Assignment:
Write down each of the records again, exactly and in full.

━━━━━━━━━━━━━━━━

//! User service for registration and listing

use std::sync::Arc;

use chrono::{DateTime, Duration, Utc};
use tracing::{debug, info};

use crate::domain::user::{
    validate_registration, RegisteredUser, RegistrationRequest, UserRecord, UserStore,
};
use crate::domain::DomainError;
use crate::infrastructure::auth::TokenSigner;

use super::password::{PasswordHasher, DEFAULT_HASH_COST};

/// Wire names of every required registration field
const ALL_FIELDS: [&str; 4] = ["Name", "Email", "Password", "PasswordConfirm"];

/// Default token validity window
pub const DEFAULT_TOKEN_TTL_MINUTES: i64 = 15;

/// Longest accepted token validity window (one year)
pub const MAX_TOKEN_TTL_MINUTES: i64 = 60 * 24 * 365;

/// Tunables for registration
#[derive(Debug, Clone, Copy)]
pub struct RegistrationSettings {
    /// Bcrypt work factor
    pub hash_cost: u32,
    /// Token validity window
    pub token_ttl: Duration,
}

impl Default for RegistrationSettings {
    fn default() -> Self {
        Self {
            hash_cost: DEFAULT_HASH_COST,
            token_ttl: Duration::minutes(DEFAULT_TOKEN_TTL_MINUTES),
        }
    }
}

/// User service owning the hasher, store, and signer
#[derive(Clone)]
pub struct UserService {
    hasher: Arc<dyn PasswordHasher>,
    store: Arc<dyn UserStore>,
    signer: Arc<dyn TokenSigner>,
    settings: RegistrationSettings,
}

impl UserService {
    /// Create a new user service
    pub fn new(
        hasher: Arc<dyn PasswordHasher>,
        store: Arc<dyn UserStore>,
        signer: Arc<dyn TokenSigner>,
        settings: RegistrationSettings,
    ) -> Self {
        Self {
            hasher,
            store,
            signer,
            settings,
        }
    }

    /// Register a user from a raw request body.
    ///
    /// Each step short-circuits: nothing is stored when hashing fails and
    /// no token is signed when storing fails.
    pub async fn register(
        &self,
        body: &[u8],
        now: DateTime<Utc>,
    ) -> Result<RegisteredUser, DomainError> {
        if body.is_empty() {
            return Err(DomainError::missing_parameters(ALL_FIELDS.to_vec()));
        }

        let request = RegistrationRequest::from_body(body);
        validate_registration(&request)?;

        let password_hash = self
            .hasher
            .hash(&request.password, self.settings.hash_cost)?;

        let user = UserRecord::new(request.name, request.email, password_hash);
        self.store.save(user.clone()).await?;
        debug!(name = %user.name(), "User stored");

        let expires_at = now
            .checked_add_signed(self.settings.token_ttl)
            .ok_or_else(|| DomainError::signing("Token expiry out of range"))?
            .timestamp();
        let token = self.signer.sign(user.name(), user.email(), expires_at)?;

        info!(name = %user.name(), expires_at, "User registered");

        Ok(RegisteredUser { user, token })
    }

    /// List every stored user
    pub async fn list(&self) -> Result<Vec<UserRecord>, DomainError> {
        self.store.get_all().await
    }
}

━━━━━━━━━━━━━━━━

Written answer:
//! User service for registration and listing

use std::sync::Arc;

use chrono::{DateTime, Duration, Utc};
use tracing::{debug, info};

use crate::domain::user::{
    validate_registration, RegisteredUser, RegistrationRequest, UserRecord, UserStore,
};
use crate::domain::DomainError;
use crate::infrastructure::auth::TokenSigner;

use super::password::{PasswordHasher, DEFAULT_HASH_COST};

/// Wire names of every required registration field
const ALL_FIELDS: [&str; 4] = ["Name", "Email", "Password", "PasswordConfirm"];

/// Default token validity window
pub const DEFAULT_TOKEN_TTL_MINUTES: i64 = 15;

/// Longest accepted token validity window (one year)
pub const MAX_TOKEN_TTL_MINUTES: i64 = 60 * 24 * 365;

/// Tunables for registration
#[derive(Debug, Clone, Copy)]
pub struct RegistrationSettings {
    /// Bcrypt work factor
    pub hash_cost: u32,
    /// Token validity window
    pub token_ttl: Duration,
}

impl Default for RegistrationSettings {
    fn default() -> Self {
        Self {
            hash_cost: DEFAULT_HASH_COST,
            token_ttl: Duration::minutes(DEFAULT_TOKEN_TTL_MINUTES),
        }
    }
}

/// User service owning the hasher, store, and signer
#[derive(Clone)]
pub struct UserService {
    hasher: Arc<dyn PasswordHasher>,
    store: Arc<dyn UserStore>,
    signer: Arc<dyn TokenSigner>,
    settings: RegistrationSettings,
}

impl UserService {
    /// Create a new user service
    pub fn new(
        hasher: Arc<dyn PasswordHasher>,
        store: Arc<dyn UserStore>,
        signer: Arc<dyn TokenSigner>,
        settings: RegistrationSettings,
    ) -> Self {
        Self {
            hasher,
            store,
            signer,
            settings,
        }
    }

    /// Register a user from a raw request body.
    ///
    /// Each step short-circuits: nothing is stored when hashing fails and
    /// no token is signed when storing fails.
    pub async fn register(
        &self,
        body: &[u8],
        now: DateTime<Utc>,
    ) -> Result<RegisteredUser, DomainError> {
        if body.is_empty() {
            return Err(DomainError::missing_parameters(ALL_FIELDS.to_vec()));
        }

        let request = RegistrationRequest::from_body(body);
        validate_registration(&request)?;

        let password_hash = self
            .hasher
            .hash(&request.password, self.settings.hash_cost)?;

        let user = UserRecord::new(request.name, request.email, password_hash);
        self.store.save(user.clone()).await?;
        debug!(name = %user.name(), "User stored");

        let expires_at = now
            .checked_add_signed(self.settings.token_ttl)
            .ok_or_else(|| DomainError::signing("Token expiry out of range"))?
            .timestamp();
        let token = self.signer.sign(user.name(), user.email(), expires_at)?;

        info!(name = %user.name(), expires_at, "User registered");

        Ok(RegisteredUser { user, token })
    }

    /// List every stored user
    pub async fn list(&self) -> Result<Vec<UserRecord>, DomainError> {
        self.store.get_all().await
    }
}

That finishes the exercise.